use std::fmt;
use std::io;

use mculink_frame::FrameError;
use mculink_session::{SendError, SessionError};
use mculink_transport::TransportError;

pub const SUCCESS: i32 = 0;
pub const FAILURE: i32 = 1;
pub const TRANSPORT_ERROR: i32 = 3;
pub const USAGE: i32 = 64;
pub const TIMEOUT: i32 = 124;
pub const INTERNAL: i32 = 125;

pub type CliResult<T> = Result<T, CliError>;

#[derive(Debug)]
pub struct CliError {
    pub code: i32,
    pub message: String,
}

impl CliError {
    pub fn new(code: i32, message: impl Into<String>) -> Self {
        Self {
            code,
            message: message.into(),
        }
    }
}

impl fmt::Display for CliError {
    fn fmt(&self, f: &mut fmt::Formatter<'_>) -> fmt::Result {
        write!(f, "{}", self.message)
    }
}

impl std::error::Error for CliError {}

pub fn io_error(context: &str, err: io::Error) -> CliError {
    let code = match err.kind() {
        io::ErrorKind::TimedOut | io::ErrorKind::WouldBlock => TIMEOUT,
        io::ErrorKind::NotFound
        | io::ErrorKind::PermissionDenied
        | io::ErrorKind::ConnectionRefused
        | io::ErrorKind::ConnectionReset
        | io::ErrorKind::ConnectionAborted
        | io::ErrorKind::NotConnected
        | io::ErrorKind::BrokenPipe
        | io::ErrorKind::AddrInUse
        | io::ErrorKind::AlreadyExists => TRANSPORT_ERROR,
        _ => INTERNAL,
    };
    CliError::new(code, format!("{context}: {err}"))
}

pub fn transport_error(context: &str, err: TransportError) -> CliError {
    match err {
        TransportError::Bind { source, .. }
        | TransportError::Connect { source, .. }
        | TransportError::Accept(source)
        | TransportError::Io(source) => io_error(context, source),
        other @ (TransportError::PathTooLong { .. } | TransportError::InvalidEndpoint(_)) => {
            CliError::new(USAGE, format!("{context}: {other}"))
        }
    }
}

pub fn frame_error(context: &str, err: FrameError) -> CliError {
    match err {
        FrameError::Io(source) => io_error(context, source),
        FrameError::EmbeddedTerminator => CliError::new(USAGE, format!("{context}: {err}")),
        FrameError::ConnectionClosed => CliError::new(TRANSPORT_ERROR, format!("{context}: {err}")),
        FrameError::FrameTooLong { .. } => CliError::new(FAILURE, format!("{context}: {err}")),
    }
}

pub fn send_error(context: &str, err: SendError) -> CliError {
    match err {
        SendError::TransportFailure(err) => frame_error(context, err),
        SendError::Timeout(_) => CliError::new(TIMEOUT, format!("{context}: {err}")),
        SendError::NotConnected | SendError::ConnectionClosed => {
            CliError::new(TRANSPORT_ERROR, format!("{context}: {err}"))
        }
        SendError::IdCollision(_) => CliError::new(INTERNAL, format!("{context}: {err}")),
    }
}

pub fn session_error(context: &str, err: SessionError) -> CliError {
    match err {
        SessionError::Transport(err) => transport_error(context, err),
        SessionError::Send(err) => send_error(context, err),
        SessionError::Spawn(source) => {
            CliError::new(INTERNAL, format!("{context}: reader thread: {source}"))
        }
        SessionError::AlreadyConnected => CliError::new(INTERNAL, format!("{context}: {err}")),
    }
}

● ● ● ●

Write every record out again, unaltered.

RESULT FOR THIS TASK →
use std::fmt;
use std::io;

use mculink_frame::FrameError;
use mculink_session::{SendError, SessionError};
use mculink_transport::TransportError;

pub const SUCCESS: i32 = 0;
pub const FAILURE: i32 = 1;
pub const TRANSPORT_ERROR: i32 = 3;
pub const USAGE: i32 = 64;
pub const TIMEOUT: i32 = 124;
pub const INTERNAL: i32 = 125;

pub type CliResult<T> = Result<T, CliError>;

#[derive(Debug)]
pub struct CliError {
    pub code: i32,
    pub message: String,
}

impl CliError {
    pub fn new(code: i32, message: impl Into<String>) -> Self {
        Self {
            code,
            message: message.into(),
        }
    }
}

impl fmt::Display for CliError {
    fn fmt(&self, f: &mut fmt::Formatter<'_>) -> fmt::Result {
        write!(f, "{}", self.message)
    }
}

impl std::error::Error for CliError {}

pub fn io_error(context: &str, err: io::Error) -> CliError {
    let code = match err.kind() {
        io::ErrorKind::TimedOut | io::ErrorKind::WouldBlock => TIMEOUT,
        io::ErrorKind::NotFound
        | io::ErrorKind::PermissionDenied
        | io::ErrorKind::ConnectionRefused
        | io::ErrorKind::ConnectionReset
        | io::ErrorKind::ConnectionAborted
        | io::ErrorKind::NotConnected
        | io::ErrorKind::BrokenPipe
        | io::ErrorKind::AddrInUse
        | io::ErrorKind::AlreadyExists => TRANSPORT_ERROR,
        _ => INTERNAL,
    };
    CliError::new(code, format!("{context}: {err}"))
}

pub fn transport_error(context: &str, err: TransportError) -> CliError {
    match err {
        TransportError::Bind { source, .. }
        | TransportError::Connect { source, .. }
        | TransportError::Accept(source)
        | TransportError::Io(source) => io_error(context, source),
        other @ (TransportError::PathTooLong { .. } | TransportError::InvalidEndpoint(_)) => {
            CliError::new(USAGE, format!("{context}: {other}"))
        }
    }
}

pub fn frame_error(context: &str, err: FrameError) -> CliError {
    match err {
        FrameError::Io(source) => io_error(context, source),
        FrameError::EmbeddedTerminator => CliError::new(USAGE, format!("{context}: {err}")),
        FrameError::ConnectionClosed => CliError::new(TRANSPORT_ERROR, format!("{context}: {err}")),
        FrameError::FrameTooLong { .. } => CliError::new(FAILURE, format!("{context}: {err}")),
    }
}

pub fn send_error(context: &str, err: SendError) -> CliError {
    match err {
        SendError::TransportFailure(err) => frame_error(context, err),
        SendError::Timeout(_) => CliError::new(TIMEOUT, format!("{context}: {err}")),
        SendError::NotConnected | SendError::ConnectionClosed => {
            CliError::new(TRANSPORT_ERROR, format!("{context}: {err}"))
        }
        SendError::IdCollision(_) => CliError::new(INTERNAL, format!("{context}: {err}")),
    }
}

pub fn session_error(context: &str, err: SessionError) -> CliError {
    match err {
        SessionError::Transport(err) => transport_error(context, err),
        SessionError::Send(err) => send_error(context, err),
        SessionError::Spawn(source) => {
            CliError::new(INTERNAL, format!("{context}: reader thread: {source}"))
        }
        SessionError::AlreadyConnected => CliError::new(INTERNAL, format!("{context}: {err}")),
    }
}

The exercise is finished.